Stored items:

-------

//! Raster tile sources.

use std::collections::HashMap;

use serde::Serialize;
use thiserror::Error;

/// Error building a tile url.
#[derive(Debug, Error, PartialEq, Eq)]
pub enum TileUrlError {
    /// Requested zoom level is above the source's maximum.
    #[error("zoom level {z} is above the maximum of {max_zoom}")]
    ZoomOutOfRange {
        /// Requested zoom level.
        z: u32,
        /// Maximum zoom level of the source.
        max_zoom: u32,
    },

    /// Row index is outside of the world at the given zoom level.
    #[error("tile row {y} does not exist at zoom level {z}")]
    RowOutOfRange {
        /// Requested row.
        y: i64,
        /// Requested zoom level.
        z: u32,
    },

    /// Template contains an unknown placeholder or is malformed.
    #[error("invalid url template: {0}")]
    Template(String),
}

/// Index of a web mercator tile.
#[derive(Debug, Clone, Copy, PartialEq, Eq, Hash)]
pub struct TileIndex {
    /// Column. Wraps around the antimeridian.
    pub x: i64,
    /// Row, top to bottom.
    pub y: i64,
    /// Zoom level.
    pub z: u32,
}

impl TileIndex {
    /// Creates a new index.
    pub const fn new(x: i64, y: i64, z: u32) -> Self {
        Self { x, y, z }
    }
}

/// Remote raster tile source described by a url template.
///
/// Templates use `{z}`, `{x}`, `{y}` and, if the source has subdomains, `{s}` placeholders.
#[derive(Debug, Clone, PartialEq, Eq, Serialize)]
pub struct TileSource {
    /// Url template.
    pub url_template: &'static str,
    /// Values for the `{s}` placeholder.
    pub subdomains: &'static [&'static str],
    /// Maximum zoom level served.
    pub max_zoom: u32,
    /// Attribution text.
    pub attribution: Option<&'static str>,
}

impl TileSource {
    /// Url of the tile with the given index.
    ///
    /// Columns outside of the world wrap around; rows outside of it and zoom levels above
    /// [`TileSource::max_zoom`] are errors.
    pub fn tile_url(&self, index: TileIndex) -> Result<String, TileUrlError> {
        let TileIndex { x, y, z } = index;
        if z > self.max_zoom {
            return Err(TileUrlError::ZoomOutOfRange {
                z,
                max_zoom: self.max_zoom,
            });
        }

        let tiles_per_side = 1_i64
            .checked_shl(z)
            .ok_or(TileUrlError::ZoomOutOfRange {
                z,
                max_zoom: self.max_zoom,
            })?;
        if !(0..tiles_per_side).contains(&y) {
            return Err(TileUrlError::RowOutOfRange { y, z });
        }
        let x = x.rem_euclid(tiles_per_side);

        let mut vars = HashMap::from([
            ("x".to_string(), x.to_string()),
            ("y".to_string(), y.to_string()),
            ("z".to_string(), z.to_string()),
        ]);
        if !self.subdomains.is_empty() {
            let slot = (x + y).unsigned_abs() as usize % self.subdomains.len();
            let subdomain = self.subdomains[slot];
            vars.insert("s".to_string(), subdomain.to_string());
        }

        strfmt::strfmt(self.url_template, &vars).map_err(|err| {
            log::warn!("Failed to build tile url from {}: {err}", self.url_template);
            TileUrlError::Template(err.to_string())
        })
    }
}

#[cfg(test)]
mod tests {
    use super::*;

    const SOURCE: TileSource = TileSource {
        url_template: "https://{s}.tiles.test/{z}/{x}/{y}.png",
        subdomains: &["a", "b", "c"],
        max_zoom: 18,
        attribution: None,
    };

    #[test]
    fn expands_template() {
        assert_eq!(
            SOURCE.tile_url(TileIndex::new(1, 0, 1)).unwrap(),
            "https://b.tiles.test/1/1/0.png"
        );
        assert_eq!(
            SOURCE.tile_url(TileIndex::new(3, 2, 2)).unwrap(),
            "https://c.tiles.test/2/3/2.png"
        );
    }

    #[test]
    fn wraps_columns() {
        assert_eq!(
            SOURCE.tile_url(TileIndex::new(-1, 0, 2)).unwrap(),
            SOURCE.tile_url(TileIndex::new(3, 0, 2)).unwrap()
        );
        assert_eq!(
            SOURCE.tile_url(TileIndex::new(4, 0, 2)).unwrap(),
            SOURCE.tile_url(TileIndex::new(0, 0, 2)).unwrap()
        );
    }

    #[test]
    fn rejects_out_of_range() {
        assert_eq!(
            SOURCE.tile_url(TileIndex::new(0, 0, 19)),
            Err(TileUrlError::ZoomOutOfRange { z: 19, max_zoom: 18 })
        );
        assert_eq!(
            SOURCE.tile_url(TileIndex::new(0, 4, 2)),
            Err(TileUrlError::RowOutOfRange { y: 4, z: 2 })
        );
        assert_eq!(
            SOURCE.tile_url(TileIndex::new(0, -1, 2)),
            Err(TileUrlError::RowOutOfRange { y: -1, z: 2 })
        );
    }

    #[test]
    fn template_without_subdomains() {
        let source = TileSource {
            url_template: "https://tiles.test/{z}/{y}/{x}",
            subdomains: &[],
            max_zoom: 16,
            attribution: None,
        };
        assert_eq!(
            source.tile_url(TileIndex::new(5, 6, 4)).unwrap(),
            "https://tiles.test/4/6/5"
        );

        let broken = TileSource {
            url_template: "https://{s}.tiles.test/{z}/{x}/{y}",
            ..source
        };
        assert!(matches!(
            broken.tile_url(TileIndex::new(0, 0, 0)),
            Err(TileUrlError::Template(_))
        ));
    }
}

-------

__What you are asked to do__. Output every record in full, exactly as it was given.

__Solution for this problem__.
//! Raster tile sources.

use std::collections::HashMap;

use serde::Serialize;
use thiserror::Error;

/// Error building a tile url.
#[derive(Debug, Error, PartialEq, Eq)]
pub enum TileUrlError {
    /// Requested zoom level is above the source's maximum.
    #[error("zoom level {z} is above the maximum of {max_zoom}")]
    ZoomOutOfRange {
        /// Requested zoom level.
        z: u32,
        /// Maximum zoom level of the source.
        max_zoom: u32,
    },

    /// Row index is outside of the world at the given zoom level.
    #[error("tile row {y} does not exist at zoom level {z}")]
    RowOutOfRange {
        /// Requested row.
        y: i64,
        /// Requested zoom level.
        z: u32,
    },

    /// Template contains an unknown placeholder or is malformed.
    #[error("invalid url template: {0}")]
    Template(String),
}

/// Index of a web mercator tile.
#[derive(Debug, Clone, Copy, PartialEq, Eq, Hash)]
pub struct TileIndex {
    /// Column. Wraps around the antimeridian.
    pub x: i64,
    /// Row, top to bottom.
    pub y: i64,
    /// Zoom level.
    pub z: u32,
}

impl TileIndex {
    /// Creates a new index.
    pub const fn new(x: i64, y: i64, z: u32) -> Self {
        Self { x, y, z }
    }
}

/// Remote raster tile source described by a url template.
///
/// Templates use `{z}`, `{x}`, `{y}` and, if the source has subdomains, `{s}` placeholders.
#[derive(Debug, Clone, PartialEq, Eq, Serialize)]
pub struct TileSource {
    /// Url template.
    pub url_template: &'static str,
    /// Values for the `{s}` placeholder.
    pub subdomains: &'static [&'static str],
    /// Maximum zoom level served.
    pub max_zoom: u32,
    /// Attribution text.
    pub attribution: Option<&'static str>,
}

impl TileSource {
    /// Url of the tile with the given index.
    ///
    /// Columns outside of the world wrap around; rows outside of it and zoom levels above
    /// [`TileSource::max_zoom`] are errors.
    pub fn tile_url(&self, index: TileIndex) -> Result<String, TileUrlError> {
        let TileIndex { x, y, z } = index;
        if z > self.max_zoom {
            return Err(TileUrlError::ZoomOutOfRange {
                z,
                max_zoom: self.max_zoom,
            });
        }

        let tiles_per_side = 1_i64
            .checked_shl(z)
            .ok_or(TileUrlError::ZoomOutOfRange {
                z,
                max_zoom: self.max_zoom,
            })?;
        if !(0..tiles_per_side).contains(&y) {
            return Err(TileUrlError::RowOutOfRange { y, z });
        }
        let x = x.rem_euclid(tiles_per_side);

        let mut vars = HashMap::from([
            ("x".to_string(), x.to_string()),
            ("y".to_string(), y.to_string()),
            ("z".to_string(), z.to_string()),
        ]);
        if !self.subdomains.is_empty() {
            let slot = (x + y).unsigned_abs() as usize % self.subdomains.len();
            let subdomain = self.subdomains[slot];
            vars.insert("s".to_string(), subdomain.to_string());
        }

        strfmt::strfmt(self.url_template, &vars).map_err(|err| {
            log::warn!("Failed to build tile url from {}: {err}", self.url_template);
            TileUrlError::Template(err.to_string())
        })
    }
}

#[cfg(test)]
mod tests {
    use super::*;

    const SOURCE: TileSource = TileSource {
        url_template: "https://{s}.tiles.test/{z}/{x}/{y}.png",
        subdomains: &["a", "b", "c"],
        max_zoom: 18,
        attribution: None,
    };

    #[test]
    fn expands_template() {
        assert_eq!(
            SOURCE.tile_url(TileIndex::new(1, 0, 1)).unwrap(),
            "https://b.tiles.test/1/1/0.png"
        );
        assert_eq!(
            SOURCE.tile_url(TileIndex::new(3, 2, 2)).unwrap(),
            "https://c.tiles.test/2/3/2.png"
        );
    }

    #[test]
    fn wraps_columns() {
        assert_eq!(
            SOURCE.tile_url(TileIndex::new(-1, 0, 2)).unwrap(),
            SOURCE.tile_url(TileIndex::new(3, 0, 2)).unwrap()
        );
        assert_eq!(
            SOURCE.tile_url(TileIndex::new(4, 0, 2)).unwrap(),
            SOURCE.tile_url(TileIndex::new(0, 0, 2)).unwrap()
        );
    }

    #[test]
    fn rejects_out_of_range() {
        assert_eq!(
            SOURCE.tile_url(TileIndex::new(0, 0, 19)),
            Err(TileUrlError::ZoomOutOfRange { z: 19, max_zoom: 18 })
        );
        assert_eq!(
            SOURCE.tile_url(TileIndex::new(0, 4, 2)),
            Err(TileUrlError::RowOutOfRange { y: 4, z: 2 })
        );
        assert_eq!(
            SOURCE.tile_url(TileIndex::new(0, -1, 2)),
            Err(TileUrlError::RowOutOfRange { y: -1, z: 2 })
        );
    }

    #[test]
    fn template_without_subdomains() {
        let source = TileSource {
            url_template: "https://tiles.test/{z}/{y}/{x}",
            subdomains: &[],
            max_zoom: 16,
            attribution: None,
        };
        assert_eq!(
            source.tile_url(TileIndex::new(5, 6, 4)).unwrap(),
            "https://tiles.test/4/6/5"
        );

        let broken = TileSource {
            url_template: "https://{s}.tiles.test/{z}/{x}/{y}",
            ..source
        };
        assert!(matches!(
            broken.tile_url(TileIndex::new(0, 0, 0)),
            Err(TileUrlError::Template(_))
        ));
    }
}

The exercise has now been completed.